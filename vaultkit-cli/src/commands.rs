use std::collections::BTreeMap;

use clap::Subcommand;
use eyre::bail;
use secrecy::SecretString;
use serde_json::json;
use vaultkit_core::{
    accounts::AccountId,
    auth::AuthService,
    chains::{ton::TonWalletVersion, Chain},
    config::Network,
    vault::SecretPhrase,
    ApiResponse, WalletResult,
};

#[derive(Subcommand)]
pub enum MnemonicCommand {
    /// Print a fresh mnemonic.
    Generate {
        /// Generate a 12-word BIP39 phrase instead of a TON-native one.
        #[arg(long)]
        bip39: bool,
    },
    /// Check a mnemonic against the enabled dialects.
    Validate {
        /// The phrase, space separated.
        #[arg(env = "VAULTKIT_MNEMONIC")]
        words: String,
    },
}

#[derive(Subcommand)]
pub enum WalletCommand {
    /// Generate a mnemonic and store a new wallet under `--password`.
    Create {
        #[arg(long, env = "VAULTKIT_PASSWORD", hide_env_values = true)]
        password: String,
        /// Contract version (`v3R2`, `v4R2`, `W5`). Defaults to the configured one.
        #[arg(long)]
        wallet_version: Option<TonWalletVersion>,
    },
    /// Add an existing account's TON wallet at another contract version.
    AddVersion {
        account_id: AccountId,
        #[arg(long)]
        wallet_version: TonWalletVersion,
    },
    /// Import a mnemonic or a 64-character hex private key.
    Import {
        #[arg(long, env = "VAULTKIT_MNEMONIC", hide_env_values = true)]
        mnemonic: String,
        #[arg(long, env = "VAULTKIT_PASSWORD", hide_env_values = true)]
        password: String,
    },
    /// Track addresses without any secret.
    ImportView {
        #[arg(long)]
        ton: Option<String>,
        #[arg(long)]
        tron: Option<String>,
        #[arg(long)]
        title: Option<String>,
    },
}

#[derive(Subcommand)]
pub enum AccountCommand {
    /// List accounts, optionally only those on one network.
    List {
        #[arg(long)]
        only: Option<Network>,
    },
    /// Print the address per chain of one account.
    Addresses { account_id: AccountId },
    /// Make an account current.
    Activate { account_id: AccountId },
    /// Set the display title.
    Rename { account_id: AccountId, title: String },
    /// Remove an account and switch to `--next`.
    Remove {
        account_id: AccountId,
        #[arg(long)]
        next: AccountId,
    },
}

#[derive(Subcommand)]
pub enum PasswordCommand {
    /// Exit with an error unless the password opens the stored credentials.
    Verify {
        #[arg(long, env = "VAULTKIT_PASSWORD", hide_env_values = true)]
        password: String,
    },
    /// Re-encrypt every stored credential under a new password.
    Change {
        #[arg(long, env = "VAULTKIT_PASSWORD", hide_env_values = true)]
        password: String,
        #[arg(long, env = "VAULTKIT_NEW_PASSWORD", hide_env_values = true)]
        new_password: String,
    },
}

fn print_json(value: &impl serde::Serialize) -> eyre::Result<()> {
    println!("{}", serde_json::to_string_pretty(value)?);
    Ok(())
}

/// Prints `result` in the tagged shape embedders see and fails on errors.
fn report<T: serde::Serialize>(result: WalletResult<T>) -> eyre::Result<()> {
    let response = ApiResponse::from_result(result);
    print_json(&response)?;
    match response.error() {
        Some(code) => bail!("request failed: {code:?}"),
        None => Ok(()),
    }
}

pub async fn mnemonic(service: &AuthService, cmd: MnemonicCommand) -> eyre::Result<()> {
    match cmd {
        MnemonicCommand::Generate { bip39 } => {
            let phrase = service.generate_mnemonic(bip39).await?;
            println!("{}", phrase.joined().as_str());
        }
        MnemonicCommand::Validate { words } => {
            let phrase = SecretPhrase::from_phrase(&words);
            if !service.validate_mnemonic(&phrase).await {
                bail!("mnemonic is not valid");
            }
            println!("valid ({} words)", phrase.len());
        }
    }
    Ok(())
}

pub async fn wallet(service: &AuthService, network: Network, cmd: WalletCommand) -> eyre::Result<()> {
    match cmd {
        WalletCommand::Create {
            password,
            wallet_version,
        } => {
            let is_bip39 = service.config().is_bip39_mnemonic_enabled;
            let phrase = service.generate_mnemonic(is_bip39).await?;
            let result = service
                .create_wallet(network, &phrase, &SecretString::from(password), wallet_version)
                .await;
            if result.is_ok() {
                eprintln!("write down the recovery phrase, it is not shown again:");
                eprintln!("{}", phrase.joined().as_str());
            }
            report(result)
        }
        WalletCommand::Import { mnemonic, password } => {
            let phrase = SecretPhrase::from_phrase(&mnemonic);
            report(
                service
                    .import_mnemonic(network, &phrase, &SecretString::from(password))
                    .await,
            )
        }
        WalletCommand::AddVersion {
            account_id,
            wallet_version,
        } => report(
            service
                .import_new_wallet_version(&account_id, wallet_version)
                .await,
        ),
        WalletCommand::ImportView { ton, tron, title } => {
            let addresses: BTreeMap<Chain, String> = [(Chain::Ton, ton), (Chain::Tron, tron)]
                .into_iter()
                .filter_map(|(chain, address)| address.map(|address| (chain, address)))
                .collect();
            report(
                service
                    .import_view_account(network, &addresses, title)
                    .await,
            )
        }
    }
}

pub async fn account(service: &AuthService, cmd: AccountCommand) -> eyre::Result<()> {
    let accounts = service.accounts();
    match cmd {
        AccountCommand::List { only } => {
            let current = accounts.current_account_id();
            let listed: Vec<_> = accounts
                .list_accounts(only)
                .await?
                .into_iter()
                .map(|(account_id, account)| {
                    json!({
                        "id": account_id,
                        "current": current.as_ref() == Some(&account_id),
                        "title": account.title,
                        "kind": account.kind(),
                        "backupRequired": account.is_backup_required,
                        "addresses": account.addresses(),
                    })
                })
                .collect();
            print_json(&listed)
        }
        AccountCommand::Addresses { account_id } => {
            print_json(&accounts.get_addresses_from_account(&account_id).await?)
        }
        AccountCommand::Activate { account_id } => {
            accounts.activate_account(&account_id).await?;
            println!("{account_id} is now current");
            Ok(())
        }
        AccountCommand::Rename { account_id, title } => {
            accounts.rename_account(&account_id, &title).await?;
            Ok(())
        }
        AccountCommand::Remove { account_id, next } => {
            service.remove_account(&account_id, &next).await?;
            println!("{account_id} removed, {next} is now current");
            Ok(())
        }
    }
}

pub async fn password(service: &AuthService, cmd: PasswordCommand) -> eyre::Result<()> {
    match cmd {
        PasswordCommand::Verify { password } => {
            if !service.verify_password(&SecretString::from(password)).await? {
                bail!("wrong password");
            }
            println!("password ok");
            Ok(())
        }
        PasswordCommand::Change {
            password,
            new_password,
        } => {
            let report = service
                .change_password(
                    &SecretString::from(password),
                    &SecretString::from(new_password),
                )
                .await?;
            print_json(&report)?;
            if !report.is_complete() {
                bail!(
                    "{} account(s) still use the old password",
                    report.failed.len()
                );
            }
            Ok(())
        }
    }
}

○ ○ ○

Work task >> Each line from the top of the records down to the one with "phrase, space separated." must be retyped exactly; include both ends and nothing else.

Solution to this exercise >>
filename vaultkit-cli/src/commands.rs
use std::collections::BTreeMap;

use clap::Subcommand;
use eyre::bail;
use secrecy::SecretString;
use serde_json::json;
use vaultkit_core::{
    accounts::AccountId,
    auth::AuthService,
    chains::{ton::TonWalletVersion, Chain},
    config::Network,
    vault::SecretPhrase,
    ApiResponse, WalletResult,
};

#[derive(Subcommand)]
pub enum MnemonicCommand {
    /// Print a fresh mnemonic.
    Generate {
        /// Generate a 12-word BIP39 phrase instead of a TON-native one.
        #[arg(long)]
        bip39: bool,
    },
    /// Check a mnemonic against the enabled dialects.
    Validate {
        /// The phrase, space separated.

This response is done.